Altri tempi, altri sogni, nel “Regno della pioggia”, come dice il titolo di un brano dello stesso periodo, cantato in coppia con una giovanissima e allora semisconosciuta Sinéad O’Connor (“Nothing Compares 2 U” sarebbe uscita l’anno dopo). Ma anche vecchi incubi, nel lungo inverno del nostro scontento (per citare, neanche troppo liberamente, il titolo di un romanzo di John Steinbeck). Nella bellissima “Heartland” del 1986, che rimane uno dei suoi brani più rappresentativi e per molti versi un pezzo davvero epocale, Johnson ha raccontato con pochi ma chirurgici tratti di pennello il lato oscuro dei tutt’altro che magnifici anni Ottanta, la cui ombra si proietta sempre più minacciosa sul nostro presente. Un viaggiatore arriva a Londra, percorre “i ponti di ferro”, “attraversa i parchi vittoriani”, osserva la gente infreddolita che “corre a casa prima che cali l’oscurità”, oltrepassa le rovine di vecchi cinematografi e vede spuntare dappertutto centri commerciali, nuovi templi del benessere e del consumismo. Sembrerebbe un moderno paradiso, e invece è l’ultimo (o penultimo) stadio di pervertimento del darwinismo sociale e di quello che Hermann Hesse aveva definito l’inferno climatizzato della civiltà: «Questo è il paese dove nulla cambia / Il paese dei bus rossi e dei pargoli dal sangue blu / Il paese dove i pensionati vengono rapinati / E le anime vengono lacerate dal welfare state / Dove i poveri bevono latte e i ricchi mangiano miele / Dove gli sconfitti si contano le ferite mentre altri contano il denaro». Nell’Occidente delle anime sazie, consumismo, conformismo e pensiero unico danno l’illusione di una realtà diversa dalla realtà reale, ma il prezzo da pagare è altissimo: «No, non è scritto sui giornali / Però è scritto sui muri / Le macchie sul cuore di questo paese / Questo paese malato, triste e confuso / Non possono venire rimosse». La vita nelle nuove lande desolate di un malinteso welfare state e della società dei consumi diventa quindi un «inverno fatto / di lunghe ombre e grandi speranze / in attesa dell’utopia / in attesa che l’inferno si raffreddi».

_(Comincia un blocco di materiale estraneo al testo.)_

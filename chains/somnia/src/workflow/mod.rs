//! Per-wallet step sequence.
//!
//! A workflow owns one wallet's connection and drives it through the fixed
//! order faucet → mint PING → mint PONG → swaps → random sends. Step failures
//! are logged and counted, never propagated.

use crate::client::{ChainActions, SomniaClient};
use crate::config::SomniaConfig;
use crate::identity::{Identity, QueuedWallet};
use crate::task::{
    ClaimFaucetTask, MintTokenTask, SendNativeTask, SomniaTask, SwapTask, TaskContext,
};
use crate::tokens::TestToken;
use crate::utils::{random, short_address};
use anyhow::{Context, Result};
use core_logic::{Pacer, TokioPacer, WorkflowStats};
use ethers::signers::{LocalWallet, Signer};
use ethers::types::Address;
use ethers::utils::format_ether;
use rand::rngs::StdRng;
use rand::SeedableRng;
use std::collections::HashSet;
use std::sync::Arc;
use std::time::{Duration, Instant};
use tracing::{info, warn};

const MSG_LIMIT: usize = 125;

/// Delays that shape one workflow run.
#[derive(Debug, Clone, Copy)]
pub struct WorkflowTiming {
    pub step_delay: Duration,
    pub max_start_delay_secs: f64,
}

impl WorkflowTiming {
    pub fn from_config(config: &SomniaConfig) -> Self {
        Self {
            step_delay: config.step_delay(),
            max_start_delay_secs: config.max_start_delay_secs,
        }
    }
}

pub struct WalletWorkflow {
    tag: String,
    ctx: TaskContext,
    pacer: Arc<dyn Pacer>,
    rng: StdRng,
    timing: WorkflowTiming,
    used_destinations: HashSet<Address>,
    stats: WorkflowStats,
}

impl WalletWorkflow {
    pub fn new(
        tag: String,
        ctx: TaskContext,
        pacer: Arc<dyn Pacer>,
        rng: StdRng,
        timing: WorkflowTiming,
    ) -> Self {
        Self {
            tag,
            ctx,
            pacer,
            rng,
            timing,
            used_destinations: HashSet::new(),
            stats: WorkflowStats::default(),
        }
    }

    /// Runs the full sequence and returns the step counters.
    pub async fn run(mut self) -> Result<WorkflowStats> {
        let start_delay = random::start_delay(&mut self.rng, self.timing.max_start_delay_secs);
        info!(
            "{} ⏳ Starting in {:.1}s",
            self.tag,
            start_delay.as_secs_f64()
        );
        self.pacer.pause(start_delay).await;

        let address = self.ctx.chain.address();
        match self.ctx.chain.native_balance().await {
            Ok(balance) => info!(
                "{} 👛 Wallet {} running, balance {} STT",
                self.tag,
                short_address(&address),
                format_ether(balance)
            ),
            Err(e) => warn!(
                "{} 👛 Wallet {} running, balance unavailable: {:#}",
                self.tag,
                short_address(&address),
                e
            ),
        }

        self.run_step(&ClaimFaucetTask::new()).await;
        self.pacer.pause(self.timing.step_delay).await;

        self.run_step(&MintTokenTask::new(TestToken::Ping)).await;
        self.pacer.pause(self.timing.step_delay).await;

        self.run_step(&MintTokenTask::new(TestToken::Pong)).await;
        self.pacer.pause(self.timing.step_delay).await;

        self.swap_round().await;
        self.pacer.pause(self.timing.step_delay).await;

        self.send_round().await;

        info!(
            "{} ✅ Workflow complete ({} ok / {} failed)",
            self.tag, self.stats.success, self.stats.failed
        );
        Ok(self.stats)
    }

    async fn swap_round(&mut self) {
        let count = random::swap_count(&mut self.rng);
        info!("{} ⇄ Starting {} swaps", self.tag, count);

        let mut confirmed = 0;
        for i in 1..=count {
            let direction = random::swap_direction(&mut self.rng);
            let amount = random::swap_amount(&mut self.rng);
            if self
                .run_step(&SwapTask::new(direction, amount, i, count))
                .await
            {
                confirmed += 1;
            }

            let pause = random::swap_pause(&mut self.rng);
            info!(
                "{} waiting {:.1}s before next swap",
                self.tag,
                pause.as_secs_f64()
            );
            self.pacer.pause(pause).await;
        }

        info!("{} ⇄ Swaps done: {}/{} confirmed", self.tag, confirmed, count);
    }

    async fn send_round(&mut self) {
        let count = random::send_count(&mut self.rng);
        info!("{} ✈️ Sending to {} random addresses", self.tag, count);

        let mut confirmed = 0;
        for i in 1..=count {
            let to = self.fresh_destination();
            let amount = random::send_amount(&mut self.rng);
            if self
                .run_step(&SendNativeTask::new(to, amount, i, count))
                .await
            {
                confirmed += 1;
            }

            let pause = random::send_pause(&mut self.rng);
            info!(
                "{} waiting {:.1}s before next send",
                self.tag,
                pause.as_secs_f64()
            );
            self.pacer.pause(pause).await;
        }

        info!("{} ✈️ Sends done: {}/{} confirmed", self.tag, confirmed, count);
    }

    /// New random address, distinct from every destination this workflow used.
    fn fresh_destination(&mut self) -> Address {
        loop {
            let address = LocalWallet::new(&mut self.rng).address();
            if self.used_destinations.insert(address) {
                return address;
            }
        }
    }

    /// Executes one step, logs the outcome and swallows any error.
    async fn run_step(&mut self, task: &SomniaTask) -> bool {
        let start_time = Instant::now();
        let outcome = task.run(self.ctx.clone()).await;
        let duration = start_time.elapsed().as_secs_f64();

        let ok = match outcome {
            Ok(res) if res.success => {
                info!(
                    target: "task_result",
                    "{} Success [{}] {} in {:.1}s",
                    self.tag,
                    task.name(),
                    clip(&res.message),
                    duration
                );
                true
            }
            Ok(res) => {
                warn!(
                    target: "task_result",
                    "{} Failed  [{}] {} in {:.1}s",
                    self.tag,
                    task.name(),
                    clip(&res.message),
                    duration
                );
                false
            }
            Err(e) => {
                warn!(
                    target: "task_result",
                    "{} Failed  [{}] {} in {:.1}s",
                    self.tag,
                    task.name(),
                    clip(&format!("{:#}", e)),
                    duration
                );
                false
            }
        };

        self.stats.record(ok);
        ok
    }
}

fn clip(raw: &str) -> String {
    let raw = raw.replace('\n', " | ");
    if raw.chars().count() > MSG_LIMIT {
        let truncated: String = raw.chars().take(MSG_LIMIT - 3).collect();
        format!("{}...", truncated)
    } else {
        raw
    }
}

/// Entry point used by the worker pool for one queued wallet.
///
/// Errors here (bad key, unusable proxy or RPC URL) end this wallet's run only.
pub async fn run_wallet(
    worker_id: usize,
    config: Arc<SomniaConfig>,
    queued: QueuedWallet,
) -> Result<WorkflowStats> {
    let tag = format!("[WK:{:03}][P:{}]", worker_id, queued.proxy_id());

    let identity = Identity::from_key(queued.position, &queued.key)?;
    info!(
        "{} Wallet {} assigned proxy {}",
        tag,
        short_address(&identity.address()),
        queued.proxy_id()
    );

    let client = SomniaClient::connect(&config, &identity, queued.proxy.as_ref(), tag.clone())
        .context("Failed to build chain client")?;
    let ctx = TaskContext::new(Arc::new(client), config.tx_link_prefix.clone());

    WalletWorkflow::new(
        tag,
        ctx,
        Arc::new(TokioPacer),
        StdRng::from_entropy(),
        WorkflowTiming::from_config(&config),
    )
    .run()
    .await
}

E’ la medesima attesa, molto beckettiana, di “This Is the Day” e “Uncertain Smile”: l’attesa, vissuta con un “sorriso incerto” sulle labbra, che qualcosa possa infine cambiare, e che “questo sia il giorno”. Ma nel frattempo, come dice uno degli ultimi brani pubblicati prima del lungo silenzio, “Global Eyes”, l’utopia ha subito un ulteriore differimento e l’inverno sembra davvero senza fine, perché si è imposto un nuovo e condiviso ordine del giorno: «Globalizzare / Ipnotizzare / Omogenizzare / Chiudere gli occhi / Non criticare / La forza del mercato è il nuovo dittatore / il manipolatore e l’annientatore / La verità è nascosta nella piena luce del giorno». Non deve quindi stupire che nel 2018, quando è tornato a esibirsi dal vivo prima che la pandemia imponesse un nuovo stop, Matt Johnson l’abbia scelto come brano di apertura dei concerti. Così come non deve stupire che il brano di chiusura fosse “Lonely Planet”, del 1993, riflessione molto pessimistica (e di conseguenza molto realistica) su un “pianeta solitario” sempre più alla deriva negli spazi vuoti dell’universo. Nelle esibizioni dal vivo ha presentato anche un nuovo brano, scritto nel 2017 e utilizzato nella colonna sonora del docu-film autobiografico “The Inertia Variations”, che ascoltato oggi ha un titolo a dir poco divinatorio: “We Can’t Stop What’s Coming”, “Non possiamo fermare ciò che succederà”. Che è una grande verità, forse l’unica verità vera del “breve tempo di nostra vita mortale”, come dicevano gli antichi cronisti e un tale Giacomo Leopardi, che ne aveva una certa esperienza. Il resto, più che il “silenzio” di Pascal o di Shakespeare, non è altro (e banalmente) che uno “Slow Emotion Replay” (altro grandissimo e profetico brano, datato 1993) e la fredda e raggelante cronaca, nel lungo inverno del nostro scontento.